NVIDIA / NeMo

A scalable generative AI framework built for researchers and developers working on Large Language Models, Multimodal, and Speech AI (Automatic Speech Recognition and Text-to-Speech)
https://docs.nvidia.com/nemo-framework/user-guide/latest/overview.html
Apache License 2.0
11.51k stars 2.41k forks source link

Fine-Tuning Fast Conformer CTC on Other Language #10112

Closed duckyngo closed 3 weeks ago

duckyngo commented 1 month ago

First of all, thank you for creating and maintaining this incredible framework. It has been a valuable tool for our work.

I am currently attempting to fine-tune the Fast Conformer CTC model on a Korean language dataset (1000 hours) using the pretrained English model as the starting point

Issue:

After 21 epochs of training, the validation WER remains at 1, and the learning rate does not seem to decrease.

I would greatly appreciate any guidance on what might be going wrong during the training process.

Additional Information: I attach a screenshot from W&B here for reference: image

Environment details

Additional context We have access to a 20,000-hour dataset, but since training on the full dataset would be very time-consuming, we decided to start with 1,000 hours to see if the model can converge before scaling up.

nithinraok commented 3 weeks ago

Could you also plot lr graph? Your validation loss kept on increasing. Could you start with 1024 tokens, howver you mentioned the same tokens work well for Conformer, does that mean you tried same set up with Conformer and it trained well and you are only seeing issues with FastConformer?

If possible share complete config.

duckyngo commented 3 weeks ago

Thank you for your support!

I managed to resolve the issue, and I wanted to share the solution in case others encounter a similar problem. The root cause was related to the batch size and learning rate. Since my batch size was relatively small, I found it necessary to reduce the learning rate accordingly. The default configuration’s learning rate parameters are optimized for a global batch size of 2K, so using a smaller batch size requires a lower learning rate.
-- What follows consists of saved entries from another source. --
use std::path::Path;
use std::str;
use std::time::Duration;
use serde::{Deserialize, Serialize};
use tokio::fs::File;
use tokio::io::AsyncReadExt;
use uuid::Uuid;

use crate::error::ConfigError;

/**
 * Scan filters. All populated filters must match for a device to pass
 * (AND semantics): advertised service uuids, exact device name (only while
 * the name allowlist is enabled) and exact mac.
 */
#[derive(Debug, Clone, PartialEq, Eq, Serialize, Deserialize)]
#[serde(rename_all = "camelCase")]
pub struct ScanFilter {
    #[serde(default)]
    pub services: Vec<Uuid>,
    #[serde(default)]
    pub names: Vec<String>,
    #[serde(default)]
    pub names_enabled: bool,
    #[serde(default)]
    pub mac: Option<String>,
}

impl Default for ScanFilter {
    fn default() -> Self {
        ScanFilter {
            services: Vec::new(),
            names: Vec::new(),
            names_enabled: false,
            mac: None,
        }
    }
}

#[derive(Debug, Clone, PartialEq, Serialize, Deserialize)]
#[serde(rename_all = "camelCase")]
pub struct ClientConfig {
    /// How long a scan runs before it ends on its own.
    #[serde(default = "default_scan_timeout_ms")]
    pub scan_timeout_ms: u64,

    /// Minimum interval between a scan stop and the next start.
    #[serde(default = "default_scan_cooldown_ms")]
    pub scan_cooldown_ms: u64,

    #[serde(default)]
    pub scan_filter: ScanFilter,

    /// Floor on the gap between two consecutive writes to one device. The
    /// effective gap is the larger of this and the exchange interval the
    /// link reports at connect time.
    #[serde(default = "default_inter_command_delay_ms")]
    pub inter_command_delay_ms: u64,

    /// Window a one-shot command waits for its response.
    #[serde(default = "default_response_timeout_ms")]
    pub response_timeout_ms: u64,

    /// How often a connected link is polled for unsolicited loss.
    #[serde(default = "default_link_poll_ms")]
    pub link_poll_ms: u64,
}

fn default_scan_timeout_ms() -> u64 { 10_000 }
fn default_scan_cooldown_ms() -> u64 { 1_000 }
fn default_inter_command_delay_ms() -> u64 { 200 }
fn default_response_timeout_ms() -> u64 { 1_500 }
fn default_link_poll_ms() -> u64 { 500 }

impl Default for ClientConfig {
    fn default() -> Self {
        ClientConfig {
            scan_timeout_ms: default_scan_timeout_ms(),
            scan_cooldown_ms: default_scan_cooldown_ms(),
            scan_filter: ScanFilter::default(),
            inter_command_delay_ms: default_inter_command_delay_ms(),
            response_timeout_ms: default_response_timeout_ms(),
            link_poll_ms: default_link_poll_ms(),
        }
    }
}

impl ClientConfig {
    /// All timing fields must be positive; a zero window would make every
    /// command fail (or never fail) before the link gets a chance to answer.
    pub fn validate(&self) -> Result<(), ConfigError> {
        if self.scan_timeout_ms == 0 {
            return Err(ConfigError::Invalid("scanTimeoutMs must be > 0".into()));
        }
        if self.inter_command_delay_ms == 0 {
            return Err(ConfigError::Invalid("interCommandDelayMs must be > 0".into()));
        }
        if self.response_timeout_ms == 0 {
            return Err(ConfigError::Invalid("responseTimeoutMs must be > 0".into()));
        }
        if self.link_poll_ms == 0 {
            return Err(ConfigError::Invalid("linkPollMs must be > 0".into()));
        }
        if let Some(mac) = &self.scan_filter.mac {
            if mac.is_empty() {
                return Err(ConfigError::Invalid("scanFilter.mac must not be empty".into()));
            }
        }
        Ok(())
    }

    pub fn scan_timeout(&self) -> Duration {
        Duration::from_millis(self.scan_timeout_ms)
    }

    pub fn scan_cooldown(&self) -> Duration {
        Duration::from_millis(self.scan_cooldown_ms)
    }

    pub fn inter_command_delay(&self) -> Duration {
        Duration::from_millis(self.inter_command_delay_ms)
    }

    pub fn response_timeout(&self) -> Duration {
        Duration::from_millis(self.response_timeout_ms)
    }

    pub fn link_poll(&self) -> Duration {
        Duration::from_millis(self.link_poll_ms)
    }

    pub fn from_json_str(content: &str) -> Result<Self, ConfigError> {
        let config: ClientConfig = serde_json::from_str(content)?;
        config.validate()?;
        Ok(config)
    }

    /// Reads a config file. An empty file yields the defaults.
    pub async fn load(path: impl AsRef<Path>) -> Result<Self, ConfigError> {
        let mut file = File::open(path).await?;

        let mut content = vec![];
        file.read_to_end(&mut content).await?;

        if content.is_empty() {
            return Ok(ClientConfig::default());
        }

        let content = str::from_utf8(&content)?;
        Self::from_json_str(content)
    }
}
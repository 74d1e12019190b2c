//! btleplug-backed transport. This is the only module that touches the real
//! radio; everything above it goes through the [`Transport`] trait.

use std::collections::HashMap;
use std::sync::{Arc, Mutex};
use std::time::Duration;

use async_trait::async_trait;
use btleplug::api::{Central, Characteristic, Manager as _, Peripheral as _, WriteType};
use btleplug::api::ScanFilter as BtleScanFilter;
use btleplug::platform::{Adapter, Manager, Peripheral};
use futures::StreamExt;
use log::{debug, info, warn};
use tokio::spawn;
use tokio::sync::mpsc;
use tokio::time::sleep;
use tokio_util::sync::CancellationToken;

use crate::config::ScanFilter;
use crate::error::TransportError;
use crate::protocol::{make_probe_down_uuid, make_probe_service_uuid, make_probe_up_uuid};
use crate::transport::{DiscoveredDevice, LinkInfo, Transport};

/**
 * How often (milliseconds) to poll the adapters for newly advertised
 * peripherals while scanning.
 */
const SCAN_POLL_DELAY: u64 = 500;

/**
 * How long (milliseconds) a write to a characteristic may take.
 */
const WRITE_DEADLINE: u64 = 2000;

/**
 * How long (milliseconds) checking if the peripheral is still connected may
 * take.
 */
const IS_CONNECTED_DEADLINE: u64 = 2000;

/**
 * btleplug does not expose the negotiated connection interval, so the link
 * reports the BLE default upper bound as its exchange-interval floor.
 */
const MIN_EXCHANGE_INTERVAL: Duration = Duration::from_millis(50);

struct BtleState {
    adapters: Vec<Adapter>,
    peripherals: HashMap<String, Peripheral>,
    links: HashMap<String, BtleLink>,
    scan_cancel: Option<CancellationToken>,
}

struct BtleLink {
    peripheral: Peripheral,
    data_char: Characteristic,
    notify_cancel: CancellationToken,
}

pub struct BtleTransport {
    manager: Manager,
    state: Arc<Mutex<BtleState>>,
}

impl BtleTransport {
    pub async fn new() -> Result<Self, TransportError> {
        let manager = Manager::new().await?;
        Ok(BtleTransport {
            manager,
            state: Arc::new(Mutex::new(BtleState {
                adapters: Vec::new(),
                peripherals: HashMap::new(),
                links: HashMap::new(),
                scan_cancel: None,
            })),
        })
    }

    fn peripheral(&self, mac: &str) -> Result<Peripheral, TransportError> {
        let state = self.state.lock().unwrap();
        state
            .peripherals
            .get(mac)
            .cloned()
            .ok_or_else(|| TransportError::UnknownDevice(mac.to_string()))
    }

    fn link(&self, mac: &str) -> Result<(Peripheral, Characteristic), TransportError> {
        let state = self.state.lock().unwrap();
        state
            .links
            .get(mac)
            .map(|link| (link.peripheral.clone(), link.data_char.clone()))
            .ok_or_else(|| TransportError::UnknownDevice(mac.to_string()))
    }
}

async fn poll_adapters(
    adapters: &[Adapter],
    state: &Arc<Mutex<BtleState>>,
    tx: &mpsc::Sender<DiscoveredDevice>,
) {
    for adapter in adapters {
        let peripherals = match adapter.peripherals().await {
            Ok(v) => v,
            Err(err) => {
                warn!("Failed to query BLE adapter for peripherals: {}", err);
                continue;
            }
        };

        for peripheral in peripherals {
            let properties = peripheral.properties().await;

            match properties {
                Err(err) => {
                    warn!("Could not query peripheral for properties: {:?}", err);
                }
                Ok(None) => {
                    warn!("Peripheral has no properties");
                }
                Ok(Some(properties)) => {
                    let mac = properties.address.to_string();
                    let device = DiscoveredDevice {
                        mac: mac.clone(),
                        name: properties.local_name.unwrap_or_default(),
                        rssi: properties.rssi.unwrap_or(0),
                        services: properties.services,
                    };
                    state.lock().unwrap().peripherals.insert(mac, peripheral.clone());
                    let _ = tx.try_send(device);
                }
            }
        }
    }
}

async fn connect_peripheral(peripheral: &Peripheral) -> Result<Characteristic, TransportError> {
    let probe_service_uuid = make_probe_service_uuid();
    let probe_down_uuid = make_probe_down_uuid();
    let probe_up_uuid = make_probe_up_uuid();

    info!("Connecting to peripheral...");
    peripheral.connect().await?;

    info!("Connected; Discovering services...");
    peripheral.discover_services().await?;

    let mut data_char: Option<Characteristic> = None;
    for service in peripheral.services() {
        if !service.uuid.eq(&probe_service_uuid) {
            continue;
        }

        for characteristic in &service.characteristics {
            if characteristic.uuid.eq(&probe_up_uuid) {
                info!("Subscribing to characteristic {:?} {:?}", service.uuid, characteristic.uuid);
                peripheral.subscribe(characteristic).await?;
            }
            if characteristic.uuid.eq(&probe_down_uuid) {
                data_char = Some(characteristic.clone());
            }
        }
    }

    data_char.ok_or(TransportError::MissingCharacteristic)
}

#[async_trait]
impl Transport for BtleTransport {
    async fn start_scan(
        &self,
        filter: &ScanFilter,
    ) -> Result<mpsc::Receiver<DiscoveredDevice>, TransportError> {
        let adapters = self.manager.adapters().await?;
        if adapters.is_empty() {
            return Err(TransportError::NoAdapter);
        }

        let btle_filter = BtleScanFilter {
            services: filter.services.clone(),
        };
        for adapter in &adapters {
            info!(
                "Scanning using adapter {}...",
                adapter.adapter_info().await.unwrap_or("UNKNOWN".to_string()),
            );
            adapter.start_scan(btle_filter.clone()).await?;
        }

        let cancel = CancellationToken::new();
        {
            let mut state = self.state.lock().unwrap();
            state.adapters = adapters.clone();
            state.scan_cancel = Some(cancel.clone());
        }

        let (tx, rx) = mpsc::channel(64);
        let state = Arc::clone(&self.state);
        spawn(async move {
            'mainloop: loop {
                tokio::select! {
                    _ = cancel.cancelled() => {
                        break 'mainloop;
                    },
                    _ = sleep(Duration::from_millis(SCAN_POLL_DELAY)) => {
                        poll_adapters(&adapters, &state, &tx).await;
                    },
                }
            }
        });

        Ok(rx)
    }

    async fn stop_scan(&self) -> Result<(), TransportError> {
        let (cancel, adapters) = {
            let mut state = self.state.lock().unwrap();
            (state.scan_cancel.take(), state.adapters.clone())
        };
        if let Some(cancel) = cancel {
            cancel.cancel();
        }
        for adapter in &adapters {
            if let Err(err) = adapter.stop_scan().await {
                warn!("Failed to stop scanning: {:?}", err);
            }
        }
        Ok(())
    }

    async fn connect(&self, mac: &str) -> Result<LinkInfo, TransportError> {
        let peripheral = self.peripheral(mac)?;

        let data_char = match connect_peripheral(&peripheral).await {
            Ok(v) => v,
            Err(TransportError::Btle { source }) => {
                return Err(TransportError::ConnectFailed(mac.to_string(), source.to_string()));
            }
            Err(err) => return Err(err),
        };

        info!("Peripheral {} ready", mac);
        let mut state = self.state.lock().unwrap();
        state.links.insert(
            mac.to_string(),
            BtleLink {
                peripheral,
                data_char,
                notify_cancel: CancellationToken::new(),
            },
        );

        Ok(LinkInfo {
            min_exchange_interval: MIN_EXCHANGE_INTERVAL,
        })
    }

    async fn disconnect(&self, mac: &str) -> Result<(), TransportError> {
        let link = self.state.lock().unwrap().links.remove(mac);
        if let Some(link) = link {
            link.notify_cancel.cancel();
            link.peripheral.disconnect().await?;
        }
        Ok(())
    }

    async fn write(&self, mac: &str, frame: &[u8]) -> Result<(), TransportError> {
        let (peripheral, data_char) = self.link(mac)?;

        let fut = peripheral.write(&data_char, frame, WriteType::WithResponse);

        tokio::select! {
            _ = sleep(Duration::from_millis(WRITE_DEADLINE)) => {
                warn!("Sending to data characteristic took too long");
                Err(TransportError::WriteFailed(mac.to_string(), String::from("write deadline exceeded")))
            }
            result = fut => {
                result.map_err(|err| TransportError::WriteFailed(mac.to_string(), err.to_string()))
            }
        }
    }

    async fn subscribe(&self, mac: &str) -> Result<mpsc::Receiver<Vec<u8>>, TransportError> {
        let (peripheral, cancel) = {
            let state = self.state.lock().unwrap();
            let link = state
                .links
                .get(mac)
                .ok_or_else(|| TransportError::UnknownDevice(mac.to_string()))?;
            (link.peripheral.clone(), link.notify_cancel.clone())
        };

        let probe_up_uuid = make_probe_up_uuid();
        let mut notification_stream = peripheral.notifications().await?;
        let (tx, rx) = mpsc::channel(64);

        spawn(async move {
            'mainloop: loop {
                tokio::select! {
                    _ = cancel.cancelled() => {
                        break 'mainloop;
                    },
                    notification = notification_stream.next() => match notification {
                        Some(data) => {
                            if data.uuid.eq(&probe_up_uuid) {
                                if tx.send(data.value).await.is_err() {
                                    break 'mainloop;
                                }
                            }
                        },
                        None => {
                            break 'mainloop;
                        },
                    },
                }
            }
            debug!("Notification stream closed");
        });

        Ok(rx)
    }

    async fn is_connected(&self, mac: &str) -> bool {
        let peripheral = match self.peripheral(mac) {
            Ok(v) => v,
            Err(_) => return false,
        };

        tokio::select! {
            _ = sleep(Duration::from_millis(IS_CONNECTED_DEADLINE)) => {
                // macOS
                warn!("Checking for connection status took too long");
                false
            }
            result = peripheral.is_connected() => match result {
                Err(err) => {
                    warn!("Error checking for connection state: {:?}", err);
                    false
                },
                Ok(connected) => connected,
            }
        }
    }
}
Initially, the model converged well during the early stages when the learning rate was low. However, as the learning rate increased due to the warm-up settings, the training became unstable. By further reducing the learning rate, I was able to stabilize the training, and the model began converging as expected.

image

I hope this information helps others who might be facing similar challenges with smaller batch sizes. Thanks again for your support!